What I’m Listening to
I just finished reading Tribe of Mentors by Tim Ferriss and I loved the book. I liked it so much in fact, that I went back to listen to the podcast. To coincide with the release of the book, Ferriss worked on a podcast also titled Tribe of Mentors. The podcast is a series of short episodes where he interviews some of the most successful filmmakers, writers, entrepreneurs, and investors and asks them a series of questions. I know I’m going to come back to the book at some point in the future (I’m already thinking about rereading The 4-Hour Workweek), but in the meantime, this podcast is a great resource to learn from top-class performers.
What I’m Reading
- Courage Is Calling by Ryan Holiday: in the first book in a series of four, Holiday breaks down fear.
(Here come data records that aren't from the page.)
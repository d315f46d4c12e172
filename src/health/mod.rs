//! Health checking subsystem.
//!
//! # Data Flow
//! ```text
//! Startup (active.rs):
//!     initial_health_screen → one probe per upstream, single success admits
//!
//! Active health checks (active.rs):
//!     Round: probe all upstreams concurrently
//!     → state.rs folds each result into the upstream's record
//!     → healthy_set.rs updated on promote/demote
//!     → sleep interval, repeat
//!
//! State machine (state.rs):
//!     Healthy ←→ Unhealthy
//!     With thresholds to prevent flapping
//! ```
//!
//! # Design Decisions
//! - The health engine is the only writer of the healthy set
//! - Probe failures never propagate; they only feed streak counters
//! - Health state is per-upstream

pub mod active;
pub mod alert;
pub mod healthy_set;
pub mod state;

pub use active::HealthMonitor;
pub use healthy_set::HealthySet;
pub use state::{HealthRecord, Thresholds, Transition};
//! Round-robin load balancing strategy.

use std::collections::HashSet;
use std::sync::atomic::{AtomicUsize, Ordering};
use std::sync::Arc;

use crate::load_balancer::backend::{Upstream, UpstreamId};
use crate::load_balancer::{LoadBalancer, SelectionError};

/// Round-robin selector.
/// Stores an internal cursor to rotate through the configured list.
#[derive(Debug, Default)]
pub struct RoundRobin {
    cursor: AtomicUsize,
}

impl RoundRobin {
    pub fn new() -> Self {
        Self::default()
    }
}

impl LoadBalancer for RoundRobin {
    fn next_server(
        &self,
        servers: &[Arc<Upstream>],
        _healthy: &HashSet<UpstreamId>,
        _client_key: Option<&str>,
    ) -> Result<Arc<Upstream>, SelectionError> {
        if servers.is_empty() {
            return Err(SelectionError::NoServersConfigured);
        }

        let len = servers.len();
        // Keep the stored cursor in [0, len).
        let index = match self
            .cursor
            .fetch_update(Ordering::Relaxed, Ordering::Relaxed, |c| Some((c % len + 1) % len))
        {
            Ok(prev) | Err(prev) => prev % len,
        };
        Ok(servers[index].clone())
    }
}
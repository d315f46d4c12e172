use std::net::SocketAddr;
use std::time::Duration;

use axum::{routing::get, Router};
use clap::Parser;

#[derive(Parser)]
#[command(about = "Pretend upstream for trying out upstream-lb")]
struct Args {
    #[arg(short, long, default_value_t = 8080)]
    port: u16,
}

#[tokio::main]
async fn main() -> Result<(), Box<dyn std::error::Error>> {
    let port = Args::parse().port;

    let app = Router::new()
        .route("/", get(move || async move { format!("Hello from the backend on port {port}!") }))
        .route("/health", get(|| async { "OK" }))
        .route(
            "/slow",
            get(|| async {
                tokio::time::sleep(Duration::from_secs(2)).await;
                "Finally done"
            }),
        );

    let addr = SocketAddr::from(([127, 0, 0, 1], port));
    println!("Pretend backend is listening on http://{}", addr);

    let listener = tokio::net::TcpListener::bind(addr).await?;
    axum::serve(listener, app).await?;
    Ok(())
}
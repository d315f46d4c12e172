//! Startup orchestration.
//!
//! # Responsibilities
//! - Validate configuration and build every subsystem in dependency order
//! - Screen upstreams once before traffic is accepted
//! - Start the health loop, then bind and serve the listeners
//!
//! # Design Decisions
//! - Fail fast: any startup error is fatal
//! - Subsystems initialize in order, not concurrently
//! - Listeners start last (traffic only when ready)

use std::sync::Arc;

use tokio::net::TcpListener;

use crate::admin::{setup_admin_router, AdminState};
use crate::config::validation::validate_config;
use crate::config::{BalancerConfig, ConfigError};
use crate::health::alert::Alerter;
use crate::health::{HealthMonitor, HealthySet};
use crate::http::{HttpServer, HyperUpstreamClient, UpstreamClient};
use crate::lifecycle::Shutdown;
use crate::load_balancer::{InvalidUpstream, Selector, UpstreamRegistry};
use crate::resilience::{RetryPolicy, UpstreamTimeouts};
use crate::routing::ProxyEngine;

#[derive(Debug, thiserror::Error)]
pub enum StartupError {
    #[error(transparent)]
    Config(#[from] ConfigError),

    #[error("invalid upstream: {0}")]
    Upstream(#[from] InvalidUpstream),

    #[error("failed to bind {address}: {source}")]
    Bind {
        address: String,
        #[source]
        source: std::io::Error,
    },

    #[error("server error: {0}")]
    Serve(#[source] std::io::Error),
}

/// A fully wired load balancer that has not started serving yet.
pub struct Balancer {
    config: BalancerConfig,
    engine: Arc<ProxyEngine>,
    monitor: HealthMonitor,
}

impl Balancer {
    /// Build all subsystems with the production hyper client.
    pub fn build(config: BalancerConfig) -> Result<Self, StartupError> {
        let timeouts = UpstreamTimeouts::from(&config.timeouts);
        let client: Arc<dyn UpstreamClient> = Arc::new(
            HyperUpstreamClient::new(&timeouts).with_response_limit(config.listener.max_response_bytes),
        );
        Self::with_client(config, client)
    }

    /// Build all subsystems over a caller-provided outbound client.
    pub fn with_client(config: BalancerConfig, client: Arc<dyn UpstreamClient>) -> Result<Self, StartupError> {
        validate_config(&config).map_err(ConfigError::Validation)?;

        let registry = Arc::new(UpstreamRegistry::new(&config.upstreams)?);
        let healthy = HealthySet::new();
        let selector = Arc::new(Selector::new(config.lb_method));

        let engine = Arc::new(ProxyEngine::new(
            registry.clone(),
            healthy.clone(),
            selector,
            client.clone(),
            RetryPolicy::from(&config.retries),
            UpstreamTimeouts::from(&config.timeouts),
        ));

        let monitor = HealthMonitor::new(registry, healthy, client, config.health_check.clone())
            .with_alerter(Alerter::from_config(&config.alerting));

        if config.self_healing {
            tracing::warn!("self_healing is set but has no effect");
        }

        tracing::info!(
            upstreams = config.upstreams.len(),
            method = %config.lb_method,
            max_retries = config.retries.max_retries,
            "Load balancer initialized"
        );

        Ok(Self { config, engine, monitor })
    }

    pub fn engine(&self) -> &Arc<ProxyEngine> {
        &self.engine
    }

    /// Probe every upstream once to seed the healthy set.
    pub async fn screen(&self) {
        self.monitor.initial_health_screen().await;
    }

    /// Spawn the health loop and serve on `listener` until shutdown.
    pub async fn serve(self, listener: TcpListener, shutdown: &Shutdown) -> Result<(), StartupError> {
        let Balancer { config, engine, monitor } = self;

        let health_task = tokio::spawn(monitor.run(shutdown.subscribe()));

        let admin_task = if config.admin.enabled {
            let address = config.admin.bind_address.clone();
            let admin_listener = TcpListener::bind(&address)
                .await
                .map_err(|source| StartupError::Bind { address, source })?;
            let router = setup_admin_router(AdminState {
                engine: engine.clone(),
                api_key: Arc::from(config.admin.api_key.as_str()),
            });
            let mut admin_shutdown = shutdown.subscribe();
            tracing::info!(address = %config.admin.bind_address, "Admin API listening");
            Some(tokio::spawn(async move {
                axum::serve(admin_listener, router)
                    .with_graceful_shutdown(async move { admin_shutdown.recv().await })
                    .await
            }))
        } else {
            None
        };

        let served = HttpServer::new(engine, &config.listener)
            .run(listener, shutdown.subscribe())
            .await;

        // The proxy listener can also stop on its own error.
        shutdown.trigger();
        if let Some(task) = admin_task {
            match task.await {
                Ok(Err(e)) => tracing::error!(error = %e, "Admin API failed"),
                Err(e) => tracing::error!(error = %e, "Admin API task panicked"),
                Ok(Ok(())) => {}
            }
        }
        if let Err(e) = health_task.await {
            tracing::error!(error = %e, "Health monitor task panicked");
        }

        served.map_err(StartupError::Serve)
    }
}

/// Full boot sequence: build, screen, bind, serve.
pub async fn run(config: BalancerConfig, shutdown: Shutdown) -> Result<(), StartupError> {
    let address = config.listener.bind_address();
    let balancer = Balancer::build(config)?;
    balancer.screen().await;

    let listener = TcpListener::bind(&address)
        .await
        .map_err(|source| StartupError::Bind { address, source })?;

    balancer.serve(listener, &shutdown).await
}

#[cfg(test)]
mod tests {
    use super::*;
    use axum::http::StatusCode;

    use crate::config::UpstreamConfig;
    use crate::http::client::fake::FakeClient;

    fn config(upstreams: &[&str]) -> BalancerConfig {
        BalancerConfig {
            upstreams: upstreams.iter().map(|u| UpstreamConfig::new(*u)).collect(),
            ..BalancerConfig::default()
        }
    }

    #[test]
    fn test_rejects_invalid_config() {
        let client = Arc::new(FakeClient::new(|_| Some(StatusCode::OK)));
        let err = Balancer::with_client(config(&[]), client).err().unwrap();
        assert!(matches!(err, StartupError::Config(ConfigError::Validation(_))));
    }

    #[tokio::test]
    async fn test_screen_seeds_healthy_set() {
        let client = Arc::new(FakeClient::new(|url| {
            url.starts_with("http://127.0.0.1:9000").then_some(StatusCode::OK)
        }));
        let balancer =
            Balancer::with_client(config(&["http://127.0.0.1:9000", "http://127.0.0.1:9001"]), client).unwrap();

        assert!(balancer.engine().healthy().is_empty());
        balancer.screen().await;
        assert_eq!(balancer.engine().healthy().len(), 1);
    }
}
The author discusses how the most successful men and women in history faced and overcame fear. Nowadays though, most people are paralyzed by fear, so they could use a book that encourages them to take more risks. As I mentioned above, Courage Is Calling is the first book of four, since Holiday intends to write one book for each of the four cardinal virtues of the Stoics: wisdom, courage, temperance, and justice. I just started reading the book, but expect a summary of it soon.
What I’m Watching
I’ve heard about “fear setting” before, but I had never watched the TED Talk where entrepreneur Tim Ferriss discusses what the technique implies.
Fear setting is a three-step exercise. First, you make three lists of ten to twenty entries where you must define, prevent, and repair. Define means thinking about the worst things that could happen. Prevent means taking action to prevent those from happening in the first place. Repair means doing something to fix your previously-defined worst-case scenarios. Second, you make a list of all the benefits if what you do is successful. Third, you make a list with all the costs of doing nothing.
Although this is a really brief account of what Ferriss discusses in his TED Talk, I might talk about this at length at some point, since this exercise can truly be life-changing.
This Week’s Quote
“Easy choices, hard life. Hard choices, easy life.”